Ma il giovane Georg era attratto dall’Italia e dall’antichità. Non a caso era nato nella stessa città di Goethe e, proprio come il suo compaesano, sognava di poter fotografare di persona le meraviglie di Roma e di Napoli.
Presto detto: dopo un breve periodo nella capitale dello Stato Pontificio, nel 1856 si trasferì nella città di Ferdinando II di Borbone ed aprì uno studio di fotografia a Salita Chiaia numero 168. Un po’ come accadde con Pitloo tanti anni prima, Sommer si scontrò con le barriere linguistiche e, davanti all’insistenza dei napoletani, cambiò il suo nome da “Georg” in “Giorgio”.

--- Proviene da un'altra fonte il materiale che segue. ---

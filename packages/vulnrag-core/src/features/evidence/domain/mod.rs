//! Evidence domain: per-match records and the differential summary

pub mod differential;
pub mod records;

pub use differential::{ConfidenceLevel, DifferentialAnalysis, Recommendation, SecurityDifference};
pub use records::{EvidenceAgainst, EvidenceFor};
//! One searchable index (VULN or PATCH)
//!
//! ```text
//! entries[i] ─┬─ structural[i]  (scaled, 12 columns)
//!             ├─ tfidf_rows[i]  (L2-normalized sparse row)
//!             └─ embeddings[i]  (dense, provider dimension)
//! ```

use crate::features::lexical::{SparseVector, TfidfVectorizer};
use crate::features::retrieval::domain::{
    ChannelScores, FusionWeights, IndexEntry, PatternType, QueryFeatures, RetrievalResult,
};
use crate::features::retrieval::infrastructure::scaler::StandardScaler;
use crate::shared::constants::features::STRUCTURAL_DIMENSIONS;
use crate::shared::utils::math::cosine_similarity;

/// Immutable per-pattern index
#[derive(Debug, Clone)]
pub struct SimilarityIndex {
    pub(crate) pattern_type: PatternType,
    pub(crate) entries: Vec<IndexEntry>,
    pub(crate) structural: Vec<Vec<f64>>,
    pub(crate) scaler: StandardScaler,
    pub(crate) tfidf: TfidfVectorizer,
    pub(crate) tfidf_rows: Vec<SparseVector>,
    pub(crate) embeddings: Vec<Vec<f64>>,
}

impl SimilarityIndex {
    /// Assemble an index from its parts, checking that they agree.
    ///
    /// Returns a description of the first inconsistency found.
    pub fn from_parts(
        pattern_type: PatternType,
        entries: Vec<IndexEntry>,
        structural: Vec<Vec<f64>>,
        scaler: StandardScaler,
        tfidf: TfidfVectorizer,
        tfidf_rows: Vec<SparseVector>,
        embeddings: Vec<Vec<f64>>,
    ) -> Result<Self, String> {
        let index = Self {
            pattern_type,
            entries,
            structural,
            scaler,
            tfidf,
            tfidf_rows,
            embeddings,
        };
        index.check()?;
        Ok(index)
    }

    fn check(&self) -> Result<(), String> {
        let n = self.entries.len();
        if let Some(entry) = self.entries.iter().find(|e| e.pattern_type != self.pattern_type) {
            return Err(format!(
                "entry {} is {} in the {} index",
                entry.entry_id, entry.pattern_type, self.pattern_type
            ));
        }
        for (name, rows) in [
            ("structural", self.structural.len()),
            ("tfidf", self.tfidf_rows.len()),
            ("embedding", self.embeddings.len()),
        ] {
            if rows != n {
                return Err(format!("{name} matrix has {rows} rows for {n} entries"));
            }
        }
        if let Some(row) = self.structural.iter().find(|r| r.len() != STRUCTURAL_DIMENSIONS) {
            return Err(format!(
                "structural row has {} columns, expected {STRUCTURAL_DIMENSIONS}",
                row.len()
            ));
        }
        if self.scaler.dimension() != STRUCTURAL_DIMENSIONS || !self.scaler.is_consistent() {
            return Err(format!(
                "scaler has {} columns, expected {STRUCTURAL_DIMENSIONS}",
                self.scaler.dimension()
            ));
        }
        if !self.tfidf.is_consistent() {
            return Err("tfidf vocabulary and idf disagree".to_string());
        }
        let vocabulary = self.tfidf.dimension();
        for row in &self.tfidf_rows {
            let sorted = row.indices.windows(2).all(|w| w[0] < w[1]);
            if row.indices.len() != row.values.len() || !sorted || row.min_dimension() > vocabulary {
                return Err(format!("tfidf row outside a vocabulary of {vocabulary} terms"));
            }
        }
        let dimension = self.embedding_dimension();
        if self.embeddings.iter().any(|r| r.len() != dimension) {
            return Err("embedding rows have different lengths".to_string());
        }
        Ok(())
    }

    pub fn pattern_type(&self) -> PatternType {
        self.pattern_type
    }

    pub fn len(&self) -> usize {
        self.entries.len()
    }

    pub fn is_empty(&self) -> bool {
        self.entries.is_empty()
    }

    pub fn entries(&self) -> &[IndexEntry] {
        &self.entries
    }

    /// Embedding length, 0 for an empty index
    pub fn embedding_dimension(&self) -> usize {
        self.embeddings.first().map_or(0, Vec::len)
    }

    /// Raw cosine scores of all three channels
    pub fn channel_scores(&self, query: &QueryFeatures) -> ChannelScores {
        let scaled = self.scaler.transform(&query.structural);
        let tfidf_query = self.tfidf.transform(&query.combined_text);

        ChannelScores {
            structural: self
                .structural
                .iter()
                .map(|row| cosine_similarity(&scaled, row))
                .collect(),
            lexical: self
                .tfidf_rows
                .iter()
                .map(|row| tfidf_query.cosine(row))
                .collect(),
            embedding: self
                .embeddings
                .iter()
                .map(|row| cosine_similarity(&query.embedding, row))
                .collect(),
        }
    }

    /// Top `top_k` entries by fused score
    pub fn search(
        &self,
        query: &QueryFeatures,
        weights: &FusionWeights,
        top_k: usize,
    ) -> Vec<RetrievalResult> {
        self.channel_scores(query)
            .rank(weights, top_k)
            .into_iter()
            .map(|hit| {
                let entry = &self.entries[hit.row];
                RetrievalResult {
                    entry_id: entry.entry_id.clone(),
                    instance_id: entry.instance_id.clone(),
                    hybrid_score: hit.fused,
                    structural_score: hit.structural,
                    tfidf_score: hit.lexical,
                    embedding_score: hit.embedding,
                    cve_id: entry.cve_id.clone(),
                    cwe_id: entry.cwe_id.clone(),
                    pattern_type: entry.pattern_type,
                    metadata: entry.vulnerability_metadata.clone(),
                }
            })
            .collect()
    }
}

La fotografia, all’epoca, era cosa per pochi. Per scattarla erano necessarie competenze tecniche avanzate e macchine ingombranti che producevano lastre negative di grande formato. Nei primi periodi la tecnica richiedeva esposizioni che duravano anche 10 o più minuti per realizzare una singola foto. Ed era già un passo avanti incredibile, se confrontato con la lentezza di un dipinto.
Molte fotografie “folkloristiche” dell’epoca sono state realizzate in studio.
Eppure i limiti tecnici dell’epoca non fermarono nemmeno per un attimo la passione di Sommer, che portava con sé il suo enorme banco ottico e visitò l’Italia intera per realizzare panorami, da Bologna a Venezia, passando per Genova, Milano, Firenze e Roma, in cui fondò una società con il suo compatriota Edmondo Behles.
Il fotografo tedesco ad esempio ci ha regalato molti panorami di Messina prima che venisse distrutta dal terremoto del 1908, così come sono preziosissime le sue tante fotografie di Catania e Palermo, in cui aprì la succursale del suo studio assieme al figlio.
Una carriera così ricca fu premiata presto, quando ne 1865 fu nominato primo fotografo ufficiale di Vittorio Emanuele II.
Sommer e le prime foto dell’Unità d’Italia, del Vesuvio e del terremoto di Casamicciola
Napoli rimase il centro della vita e delle opere. Nel suo studio vendeva le fotografie scattate durante i suoi tanti viaggi, ognuna realizzata con tecniche e strumenti sempre più raffinati: la scienza della fotografia avanzava rapidamente e si passò in un battibaleno dal dagherrotipo al collodio, arrivando poi alla pellicola che ancora oggi conosciamo. Allo stesso tempo, lo sviluppo dei negativi era un procedimento chimico estremamente lungo e complesso, degno della precisione e della puntualità di un tedesco.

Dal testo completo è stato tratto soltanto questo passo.